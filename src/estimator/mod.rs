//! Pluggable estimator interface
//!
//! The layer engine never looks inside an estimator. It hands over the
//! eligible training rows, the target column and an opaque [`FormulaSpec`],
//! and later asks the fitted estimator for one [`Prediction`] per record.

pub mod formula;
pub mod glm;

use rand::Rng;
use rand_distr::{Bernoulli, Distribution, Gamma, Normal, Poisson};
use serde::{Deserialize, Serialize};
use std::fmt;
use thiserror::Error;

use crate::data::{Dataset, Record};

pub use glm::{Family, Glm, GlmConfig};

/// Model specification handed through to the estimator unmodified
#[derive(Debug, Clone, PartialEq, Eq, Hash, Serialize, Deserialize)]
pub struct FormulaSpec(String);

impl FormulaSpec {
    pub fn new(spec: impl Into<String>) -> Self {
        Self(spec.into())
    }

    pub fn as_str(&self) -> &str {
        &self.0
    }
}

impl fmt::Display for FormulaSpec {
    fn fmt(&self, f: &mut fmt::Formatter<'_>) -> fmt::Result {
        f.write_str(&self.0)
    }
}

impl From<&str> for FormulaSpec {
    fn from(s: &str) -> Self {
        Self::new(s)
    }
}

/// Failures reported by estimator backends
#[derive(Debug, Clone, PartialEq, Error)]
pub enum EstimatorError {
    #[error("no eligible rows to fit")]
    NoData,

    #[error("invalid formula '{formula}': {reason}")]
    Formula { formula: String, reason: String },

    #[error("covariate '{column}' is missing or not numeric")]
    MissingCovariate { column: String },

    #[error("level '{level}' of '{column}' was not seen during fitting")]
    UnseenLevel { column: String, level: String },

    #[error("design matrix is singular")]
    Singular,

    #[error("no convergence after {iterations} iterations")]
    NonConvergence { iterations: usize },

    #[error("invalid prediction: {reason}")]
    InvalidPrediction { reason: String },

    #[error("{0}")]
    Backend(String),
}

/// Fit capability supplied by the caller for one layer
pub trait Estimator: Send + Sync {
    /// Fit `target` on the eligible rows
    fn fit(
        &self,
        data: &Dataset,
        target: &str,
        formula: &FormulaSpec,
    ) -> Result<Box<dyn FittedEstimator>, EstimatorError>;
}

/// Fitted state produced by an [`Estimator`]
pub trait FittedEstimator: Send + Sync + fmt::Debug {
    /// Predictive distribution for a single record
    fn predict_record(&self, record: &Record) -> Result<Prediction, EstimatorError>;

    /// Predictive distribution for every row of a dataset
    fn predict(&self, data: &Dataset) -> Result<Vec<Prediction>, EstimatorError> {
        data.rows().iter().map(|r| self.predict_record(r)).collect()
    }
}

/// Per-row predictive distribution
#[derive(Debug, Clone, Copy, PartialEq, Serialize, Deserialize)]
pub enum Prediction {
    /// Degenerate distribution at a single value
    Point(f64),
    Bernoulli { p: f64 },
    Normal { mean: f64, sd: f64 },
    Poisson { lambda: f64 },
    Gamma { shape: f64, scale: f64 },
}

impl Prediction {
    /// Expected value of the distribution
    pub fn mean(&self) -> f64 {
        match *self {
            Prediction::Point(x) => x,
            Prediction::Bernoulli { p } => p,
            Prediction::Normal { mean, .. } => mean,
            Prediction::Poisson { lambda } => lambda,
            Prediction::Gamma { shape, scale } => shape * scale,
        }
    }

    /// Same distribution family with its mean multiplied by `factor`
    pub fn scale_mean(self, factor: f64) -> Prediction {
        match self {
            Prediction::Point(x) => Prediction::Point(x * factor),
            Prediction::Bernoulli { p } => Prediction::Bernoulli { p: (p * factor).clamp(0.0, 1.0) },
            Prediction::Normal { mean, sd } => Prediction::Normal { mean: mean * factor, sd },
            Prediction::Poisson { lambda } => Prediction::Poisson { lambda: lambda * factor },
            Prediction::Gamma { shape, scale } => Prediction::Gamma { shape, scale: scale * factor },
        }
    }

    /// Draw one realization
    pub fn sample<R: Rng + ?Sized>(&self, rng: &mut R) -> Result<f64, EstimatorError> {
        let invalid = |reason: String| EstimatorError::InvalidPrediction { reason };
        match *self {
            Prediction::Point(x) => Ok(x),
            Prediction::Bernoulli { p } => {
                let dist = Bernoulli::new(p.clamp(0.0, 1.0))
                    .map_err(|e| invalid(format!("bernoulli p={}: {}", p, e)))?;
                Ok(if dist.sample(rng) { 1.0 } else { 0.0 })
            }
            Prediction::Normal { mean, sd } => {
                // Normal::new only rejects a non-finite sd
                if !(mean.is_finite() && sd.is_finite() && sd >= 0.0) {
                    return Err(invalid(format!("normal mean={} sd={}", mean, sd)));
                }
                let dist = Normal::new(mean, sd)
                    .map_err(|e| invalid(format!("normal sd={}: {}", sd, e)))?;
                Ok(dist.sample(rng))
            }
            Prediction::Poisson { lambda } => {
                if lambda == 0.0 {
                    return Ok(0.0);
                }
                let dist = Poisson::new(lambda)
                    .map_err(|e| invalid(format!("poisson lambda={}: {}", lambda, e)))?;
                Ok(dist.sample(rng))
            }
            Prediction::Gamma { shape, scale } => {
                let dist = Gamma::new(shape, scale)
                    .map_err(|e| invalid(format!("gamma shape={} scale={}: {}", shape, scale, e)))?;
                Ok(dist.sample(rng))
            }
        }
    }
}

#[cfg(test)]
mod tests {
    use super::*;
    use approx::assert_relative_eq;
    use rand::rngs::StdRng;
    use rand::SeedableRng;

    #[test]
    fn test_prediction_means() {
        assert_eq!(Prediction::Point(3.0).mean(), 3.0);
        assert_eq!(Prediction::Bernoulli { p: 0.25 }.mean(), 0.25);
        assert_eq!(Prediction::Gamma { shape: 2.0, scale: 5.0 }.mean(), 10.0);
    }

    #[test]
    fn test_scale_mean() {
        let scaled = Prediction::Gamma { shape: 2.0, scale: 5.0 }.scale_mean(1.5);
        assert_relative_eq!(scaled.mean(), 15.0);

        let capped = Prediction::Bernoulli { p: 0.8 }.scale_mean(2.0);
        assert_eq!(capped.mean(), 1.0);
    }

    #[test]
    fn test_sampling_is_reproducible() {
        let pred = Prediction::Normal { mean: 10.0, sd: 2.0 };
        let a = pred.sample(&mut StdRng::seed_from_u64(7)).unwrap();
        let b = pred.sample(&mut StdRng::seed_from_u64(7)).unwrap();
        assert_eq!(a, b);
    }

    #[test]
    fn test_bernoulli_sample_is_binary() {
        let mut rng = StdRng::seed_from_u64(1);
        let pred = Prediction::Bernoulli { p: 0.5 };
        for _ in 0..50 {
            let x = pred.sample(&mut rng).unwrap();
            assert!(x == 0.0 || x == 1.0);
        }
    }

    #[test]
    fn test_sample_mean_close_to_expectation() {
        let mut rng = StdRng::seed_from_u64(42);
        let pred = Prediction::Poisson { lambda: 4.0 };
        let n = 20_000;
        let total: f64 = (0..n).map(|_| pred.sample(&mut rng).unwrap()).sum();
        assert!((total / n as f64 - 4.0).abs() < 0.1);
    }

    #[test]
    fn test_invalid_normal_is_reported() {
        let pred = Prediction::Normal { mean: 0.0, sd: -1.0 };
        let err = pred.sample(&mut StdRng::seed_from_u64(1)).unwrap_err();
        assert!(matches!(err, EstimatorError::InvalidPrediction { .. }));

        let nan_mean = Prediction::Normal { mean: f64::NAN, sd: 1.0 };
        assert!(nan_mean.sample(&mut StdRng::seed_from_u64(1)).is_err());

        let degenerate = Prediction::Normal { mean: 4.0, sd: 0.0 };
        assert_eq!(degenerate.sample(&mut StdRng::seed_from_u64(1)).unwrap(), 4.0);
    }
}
● ● ● ● ●
- EXERCISE INSTRUCTIONS -
Give the count, and only the count, of lines in these records that hold the string "Point".

- FINAL ANSWER -
5